Zach Rodriguez|June 19, 2026|Read time: 10-12 minutes

U.S. service member in uniform saluting, representing military and veteran financial planning

With tens of thousands of troops deployed amid the 2026 conflict with Iran, tax-free combat pay opens a narrow window, closing December 31, 2026, to convert TSP savings to Roth at little to no cost. And it isn't only for the deployed: any veteran or service member having a low-income year, after separation, in school, or starting a business, may have the same opportunity.

All dollar figures below are illustrative and stated in today's dollars at an assumed 7% annual return after inflation, in line with the long-run historical average of the U.S. stock market. Your results depend on your income, your state, your rates, and your timeline.

In January 2026, the Thrift Savings Plan (TSP) began allowing participants to convert traditional savings to Roth from inside the account. In a low-income year, that change can be one of the most valuable tax moves an active-duty service member or veteran makes.

What is an In-Plan Roth Conversion?

A Roth conversion moves money from your traditional, pre-tax balance into your Roth, after-tax balance. When you do that, you pay ordinary income tax on the amount you convert in the year of the conversion. In exchange, that money grows tax-free, and qualified withdrawals in retirement come out tax-free.

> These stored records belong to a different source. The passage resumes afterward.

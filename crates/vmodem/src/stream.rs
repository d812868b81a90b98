use tokio::io::{AsyncRead, AsyncWrite};

/// A bidirectional byte stream usable as either endpoint of a modem line.
///
/// The terminal side is typically a pseudo-terminal bridge; the network side
/// is typically a TCP stream. Anything async-readable and async-writable
/// works, which is what the test suite relies on.
pub trait ByteStream: AsyncRead + AsyncWrite + Send + Unpin {}

impl<T: AsyncRead + AsyncWrite + Send + Unpin> ByteStream for T {}

/// Owned, type-erased byte stream.
pub type BoxedStream = Box<dyn ByteStream>;
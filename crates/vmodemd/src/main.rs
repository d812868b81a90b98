//! Virtual modem bridge daemon.
//!
//! Provisions one pseudo-terminal per emulated line, answers incoming TCP
//! connections by ringing a free modem, and carries outgoing calls over TCP
//! after translating the dialed number to a host.

use std::path::PathBuf;
use std::sync::Arc;

use clap::Parser;
use log::LevelFilter;
use log4rs::append::console::{ConsoleAppender, Target};
use log4rs::config::{Appender, Config, Root};
use log4rs::encode::pattern::PatternEncoder;
use tokio::net::TcpListener;
use tokio::signal::unix::{signal, SignalKind};
use vmodem::{BoxedStream, Modem, ModemConfig, ModemStatus};

mod dialer;
mod hooks;
mod pty;

use dialer::{NumberTranslator, TcpDialer};
use hooks::RuleHook;

pub type Res<T> = std::result::Result<T, Box<dyn std::error::Error + Send + Sync>>;

#[derive(Parser, Debug)]
#[command(author, version, about = "Virtual Hayes modems on pseudo-terminals, calls over TCP")]
struct Options {
    /// Raise log verbosity (repeatable)
    #[arg(short, long, action = clap::ArgAction::Count)]
    verbose: u8,

    /// Listen address for incoming calls
    #[arg(short = 'a', long = "addr", default_value = "0.0.0.0:2020")]
    listen_addr: String,

    /// Default port for outgoing calls
    #[arg(short = 'p', long = "port", default_value_t = 2020)]
    default_port: u16,

    /// Directory for TTY symlinks
    #[arg(short = 't', long = "tty", default_value = "/tmp/vmodem")]
    tty_dir: PathBuf,

    /// First TTY index
    #[arg(short = 's', long = "start", default_value_t = 0)]
    start_num: usize,

    /// Number of modem lines
    #[arg(short = 'n', long = "num", default_value_t = 1)]
    num_ttys: usize,

    /// Max rings before an unanswered call is dropped
    #[arg(short = 'r', long = "ring", default_value_t = 10)]
    ring_max: u32,

    /// Do not listen for incoming calls
    #[arg(short = 'X', long = "nolisten")]
    no_listen: bool,

    /// Character sent when a call is answered, and expected back when dialing
    #[arg(short = 'S', long = "answer-char")]
    answer_char: Option<char>,

    /// Escape guard time in 50 ms units
    #[arg(short = 'G', long = "guard-time", default_value_t = 20)]
    guard_time: u8,

    /// Bypass the pre-guard check for buggy implementations
    #[arg(short = 'D', long = "disable-pre-guard")]
    disable_pre_guard: bool,

    /// Custom command rule, format: regex->output->result (repeatable)
    #[arg(short = 'C', long = "command")]
    commands: Vec<String>,

    /// Number translation, format: regex->format with $1.. groups (repeatable)
    #[arg(short = 'T', long = "translate")]
    translations: Vec<String>,
}

fn init_logging(verbose: u8) {
    let level = match verbose {
        0 => LevelFilter::Warn,
        1 => LevelFilter::Info,
        2 => LevelFilter::Debug,
        _ => LevelFilter::Trace,
    };
    let stderr = ConsoleAppender::builder()
        .target(Target::Stderr)
        .encoder(Box::new(PatternEncoder::new("{d(%H:%M:%S)} {l} {m}\n")))
        .build();
    let config = Config::builder()
        .appender(Appender::builder().build("stderr", Box::new(stderr)))
        .build(Root::builder().appender("stderr").build(level))
        .expect("logger config");
    log4rs::init_config(config).expect("logger init");
}

#[tokio::main]
async fn main() {
    let options = Options::parse();
    init_logging(options.verbose);
    if let Err(err) = run(options).await {
        log::error!("{err}");
        std::process::exit(1);
    }
}

async fn run(options: Options) -> Res<()> {
    let answer_char = match options.answer_char {
        Some(c) if !c.is_ascii() => return Err(format!("answer char {c:?} is not ASCII").into()),
        Some(c) => Some(c as u8),
        None => None,
    };

    std::fs::create_dir_all(&options.tty_dir)?;

    let translator = NumberTranslator::new(&options.translations, options.default_port)?;
    let dialer = Arc::new(TcpDialer::new(translator));
    let command_hook = RuleHook::parse(&options.commands)?;

    let mut modems = Vec::new();
    let mut links = Vec::new();
    for i in 0..options.num_ttys {
        let id = format!("tty{}", options.start_num + i);
        let link = options.tty_dir.join(&id);
        let line = pty::open_line(&link)?;
        log::info!("{id}: {} -> {}", line.link_path.display(), line.slave_path.display());

        let modem = Modem::new(ModemConfig {
            id,
            tty: Some(Box::new(line.stream)),
            outgoing_call: Some(dialer.clone()),
            command_hook: command_hook
                .clone()
                .map(|hook| hook as Arc<dyn vmodem::CommandHook>),
            status_transition: Some(Arc::new(|modem, prev, next| {
                log::info!("{}: {prev} -> {next}", modem.id());
            })),
            ring_max: options.ring_max,
            answer_char,
            guard_time: options.guard_time,
            disable_pre_guard: options.disable_pre_guard,
            ..Default::default()
        })?;
        modems.push(modem);
        links.push(line.link_path);
    }

    let listener = if options.no_listen {
        None
    } else {
        Some(tokio::spawn(listen_task(
            options.listen_addr.clone(),
            modems.clone(),
        )))
    };

    println!("vmodemd started with {} line(s), press Ctrl+C to exit", modems.len());
    let mut sigterm = signal(SignalKind::terminate())?;
    tokio::select! {
        _ = tokio::signal::ctrl_c() => {}
        _ = sigterm.recv() => {}
    }

    log::info!("shutting down");
    if let Some(task) = listener {
        task.abort();
    }
    for modem in &modems {
        modem.close().await;
    }
    for link in &links {
        let _ = std::fs::remove_file(link);
    }
    Ok(())
}

/// Accept loop: each incoming connection rings the first idle modem.
async fn listen_task(addr: String, modems: Vec<Modem>) {
    let listener = match TcpListener::bind(&addr).await {
        Ok(listener) => listener,
        Err(err) => {
            log::error!("cannot listen on {addr}: {err}");
            return;
        }
    };
    log::info!("listening on {addr}");
    loop {
        let (stream, peer) = match listener.accept().await {
            Ok(accepted) => accepted,
            Err(err) => {
                log::warn!("accept failed: {err}");
                continue;
            }
        };
        let mut conn: Option<BoxedStream> = Some(Box::new(stream));
        for modem in &modems {
            // Holding the line lock between the status check and the call
            // keeps a race from stealing the modem.
            let mut line = modem.lock().await;
            if line.status() == ModemStatus::Idle {
                if let Some(stream) = conn.take() {
                    log::info!("{}: incoming call from {peer}", line.id());
                    let _ = line.incoming_call(stream).await;
                }
                break;
            }
        }
        if conn.is_some() {
            log::warn!("no free modem for incoming call from {peer}");
        }
    }
}
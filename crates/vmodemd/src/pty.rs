//! Pseudo-terminal provisioning.
//!
//! Each virtual modem line is backed by a pty pair: legacy software opens the
//! slave device (through a stable symlink), the daemon reads and writes the
//! master. Pty file descriptors only offer blocking I/O, so a pair of bridge
//! threads shuttles bytes between the master and the async world; the modem
//! engine sees an ordinary [`AsyncRead`]/[`AsyncWrite`] stream.

use std::fs::File;
use std::io::{self, Read, Write};
use std::os::fd::OwnedFd;
use std::path::{Path, PathBuf};
use std::pin::Pin;
use std::sync::mpsc as std_mpsc;
use std::task::{Context, Poll};
use std::thread;

use nix::pty::openpty;
use nix::unistd::ttyname;
use tokio::io::{AsyncRead, AsyncWrite, ReadBuf};
use tokio::sync::mpsc;

use crate::Res;

const BRIDGE_BUF: usize = 1024;
const INCOMING_QUEUE: usize = 64;

/// One provisioned modem line: the async stream over the pty master plus the
/// paths involved.
pub struct PtyLine {
    pub stream: PtyStream,
    pub slave_path: PathBuf,
    pub link_path: PathBuf,
}

/// Opens a fresh pty pair and links `link_path` to its slave device.
///
/// The slave fd is kept open for the lifetime of the stream so the master
/// does not signal hangup every time the external program closes the device.
pub fn open_line(link_path: &Path) -> Res<PtyLine> {
    let pty = openpty(None, None)?;
    let slave_path = ttyname(&pty.slave)?;

    let _ = std::fs::remove_file(link_path);
    std::os::unix::fs::symlink(&slave_path, link_path)?;

    let stream = PtyStream::new(pty.master, pty.slave)?;
    Ok(PtyLine {
        stream,
        slave_path,
        link_path: link_path.to_path_buf(),
    })
}

/// Async byte stream over a pty master.
///
/// Reads arrive through a channel fed by a blocking reader thread; writes are
/// queued to a blocking writer thread. When either side of the pty dies the
/// channels close and the stream reports EOF / broken pipe, which the modem
/// engine turns into line teardown.
pub struct PtyStream {
    incoming: mpsc::Receiver<Vec<u8>>,
    pending: Vec<u8>,
    outgoing: Option<std_mpsc::Sender<Vec<u8>>>,
    _slave: OwnedFd,
}

impl PtyStream {
    fn new(master: OwnedFd, slave: OwnedFd) -> Res<Self> {
        let reader = File::from(master);
        let writer = reader.try_clone()?;

        let (incoming_tx, incoming) = mpsc::channel(INCOMING_QUEUE);
        thread::spawn(move || read_loop(reader, incoming_tx));

        let (outgoing, outgoing_rx) = std_mpsc::channel::<Vec<u8>>();
        thread::spawn(move || write_loop(writer, outgoing_rx));

        Ok(Self {
            incoming,
            pending: Vec::new(),
            outgoing: Some(outgoing),
            _slave: slave,
        })
    }
}

fn read_loop(mut master: File, tx: mpsc::Sender<Vec<u8>>) {
    let mut buf = [0u8; BRIDGE_BUF];
    loop {
        match master.read(&mut buf) {
            Ok(n) if n > 0 => {
                if tx.blocking_send(buf[..n].to_vec()).is_err() {
                    return;
                }
            }
            _ => return,
        }
    }
}

fn write_loop(mut master: File, rx: std_mpsc::Receiver<Vec<u8>>) {
    for chunk in rx.iter() {
        if master.write_all(&chunk).is_err() {
            return;
        }
    }
}

impl AsyncRead for PtyStream {
    fn poll_read(
        self: Pin<&mut Self>,
        cx: &mut Context<'_>,
        buf: &mut ReadBuf<'_>,
    ) -> Poll<io::Result<()>> {
        let this = self.get_mut();
        if !this.pending.is_empty() {
            let n = this.pending.len().min(buf.remaining());
            buf.put_slice(&this.pending[..n]);
            this.pending.drain(..n);
            return Poll::Ready(Ok(()));
        }
        match this.incoming.poll_recv(cx) {
            Poll::Ready(Some(data)) => {
                let n = data.len().min(buf.remaining());
                buf.put_slice(&data[..n]);
                if n < data.len() {
                    this.pending.extend_from_slice(&data[n..]);
                }
                Poll::Ready(Ok(()))
            }
            // Reader thread is gone: EOF.
            Poll::Ready(None) => Poll::Ready(Ok(())),
            Poll::Pending => Poll::Pending,
        }
    }
}

impl AsyncWrite for PtyStream {
    fn poll_write(
        self: Pin<&mut Self>,
        _cx: &mut Context<'_>,
        buf: &[u8],
    ) -> Poll<io::Result<usize>> {
        let this = self.get_mut();
        let queued = this
            .outgoing
            .as_ref()
            .map(|tx| tx.send(buf.to_vec()).is_ok())
            .unwrap_or(false);
        if queued {
            Poll::Ready(Ok(buf.len()))
        } else {
            Poll::Ready(Err(io::ErrorKind::BrokenPipe.into()))
        }
    }

    fn poll_flush(self: Pin<&mut Self>, _cx: &mut Context<'_>) -> Poll<io::Result<()>> {
        Poll::Ready(Ok(()))
    }

    fn poll_shutdown(self: Pin<&mut Self>, _cx: &mut Context<'_>) -> Poll<io::Result<()>> {
        self.get_mut().outgoing = None;
        Poll::Ready(Ok(()))
    }
}
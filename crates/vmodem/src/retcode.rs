/// Result code of an AT command, mirroring the classic Hayes response set.
#[derive(Debug, Clone, Copy, PartialEq, Eq)]
pub enum RetCode {
    /// Command executed successfully.
    Ok,
    /// Command failed or was malformed.
    Error,
    /// The command already produced its own output; emit nothing.
    Silent,
    /// A connection has been established.
    Connect,
    /// The call went down or could not be placed.
    NoCarrier,
    /// No dial tone detected.
    NoDialtone,
    /// The remote end is busy.
    Busy,
    /// The remote end did not answer.
    NoAnswer,
    /// An incoming call is ringing.
    Ring,
    /// Hook declined the command; fall through to the built-in handler.
    Skip,
    /// Unrecognized textual result code.
    Unknown,
}

impl RetCode {
    /// Parses the verbose form of a result code, case-insensitively.
    ///
    /// `"SILENT"` and `"SKIP"` are recognized alongside the on-wire strings;
    /// anything else yields [`RetCode::Unknown`].
    pub fn from_verbose(s: &str) -> RetCode {
        match s.to_ascii_uppercase().as_str() {
            "OK" => RetCode::Ok,
            "ERROR" => RetCode::Error,
            "CONNECT" => RetCode::Connect,
            "NO CARRIER" => RetCode::NoCarrier,
            "NO DIALTONE" => RetCode::NoDialtone,
            "BUSY" => RetCode::Busy,
            "NO ANSWER" => RetCode::NoAnswer,
            "RING" => RetCode::Ring,
            "SILENT" => RetCode::Silent,
            "SKIP" => RetCode::Skip,
            _ => RetCode::Unknown,
        }
    }

    /// Numeric short-form code, or `None` for codes that emit nothing.
    pub(crate) fn short_code(self) -> Option<&'static str> {
        match self {
            RetCode::Silent | RetCode::Skip => None,
            RetCode::Ok => Some("0"),
            RetCode::Connect => Some("1"),
            RetCode::Ring => Some("2"),
            RetCode::NoCarrier => Some("3"),
            RetCode::Error => Some("4"),
            RetCode::NoDialtone => Some("6"),
            RetCode::Busy => Some("7"),
            RetCode::NoAnswer => Some("8"),
            RetCode::Unknown => Some(""),
        }
    }

    /// Verbose string, or `None` for codes that emit nothing.
    ///
    /// `Connect` is rendered by the caller, which substitutes the configured
    /// connect banner.
    pub(crate) fn verbose(self) -> Option<&'static str> {
        match self {
            RetCode::Silent | RetCode::Skip => None,
            RetCode::Ok => Some("OK"),
            RetCode::Error => Some("ERROR"),
            RetCode::Connect => Some("CONNECT"),
            RetCode::NoCarrier => Some("NO CARRIER"),
            RetCode::NoDialtone => Some("NO DIALTONE"),
            RetCode::Busy => Some("BUSY"),
            RetCode::NoAnswer => Some("NO ANSWER"),
            RetCode::Ring => Some("RING"),
            RetCode::Unknown => Some(""),
        }
    }
}

#[cfg(test)]
mod tests {
    use super::*;

    #[test]
    fn from_verbose_canonical_strings() {
        assert_eq!(RetCode::from_verbose("OK"), RetCode::Ok);
        assert_eq!(RetCode::from_verbose("ERROR"), RetCode::Error);
        assert_eq!(RetCode::from_verbose("CONNECT"), RetCode::Connect);
        assert_eq!(RetCode::from_verbose("NO CARRIER"), RetCode::NoCarrier);
        assert_eq!(RetCode::from_verbose("NO DIALTONE"), RetCode::NoDialtone);
        assert_eq!(RetCode::from_verbose("BUSY"), RetCode::Busy);
        assert_eq!(RetCode::from_verbose("NO ANSWER"), RetCode::NoAnswer);
        assert_eq!(RetCode::from_verbose("RING"), RetCode::Ring);
        assert_eq!(RetCode::from_verbose("SILENT"), RetCode::Silent);
        assert_eq!(RetCode::from_verbose("SKIP"), RetCode::Skip);
    }

    #[test]
    fn from_verbose_is_case_insensitive() {
        assert_eq!(RetCode::from_verbose("ok"), RetCode::Ok);
        assert_eq!(RetCode::from_verbose("No Carrier"), RetCode::NoCarrier);
        assert_eq!(RetCode::from_verbose("busy"), RetCode::Busy);
    }

    #[test]
    fn from_verbose_unknown() {
        assert_eq!(RetCode::from_verbose(""), RetCode::Unknown);
        assert_eq!(RetCode::from_verbose("CONNECT 9600"), RetCode::Unknown);
        assert_eq!(RetCode::from_verbose("NOPE"), RetCode::Unknown);
    }

    #[test]
    fn short_codes_match_hayes_numbering() {
        assert_eq!(RetCode::Ok.short_code(), Some("0"));
        assert_eq!(RetCode::Connect.short_code(), Some("1"));
        assert_eq!(RetCode::Ring.short_code(), Some("2"));
        assert_eq!(RetCode::NoCarrier.short_code(), Some("3"));
        assert_eq!(RetCode::Error.short_code(), Some("4"));
        assert_eq!(RetCode::NoDialtone.short_code(), Some("6"));
        assert_eq!(RetCode::Busy.short_code(), Some("7"));
        assert_eq!(RetCode::NoAnswer.short_code(), Some("8"));
        assert_eq!(RetCode::Silent.short_code(), None);
        assert_eq!(RetCode::Skip.short_code(), None);
    }
}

Until this year, TSP participants could not do this inside the plan. The only path was to separate from service, roll your traditional TSP into a traditional IRA, and convert from there, which left TSP participants with limited options.

That changed on January 28, 2026, when the TSP began allowing Roth in-plan conversions for active participants, including active-duty service members and federal civilians, as well as separated participants, retired participants, and spouse beneficiaries. You can move money to Roth without leaving the plan, rolling anything to an IRA, or separating first.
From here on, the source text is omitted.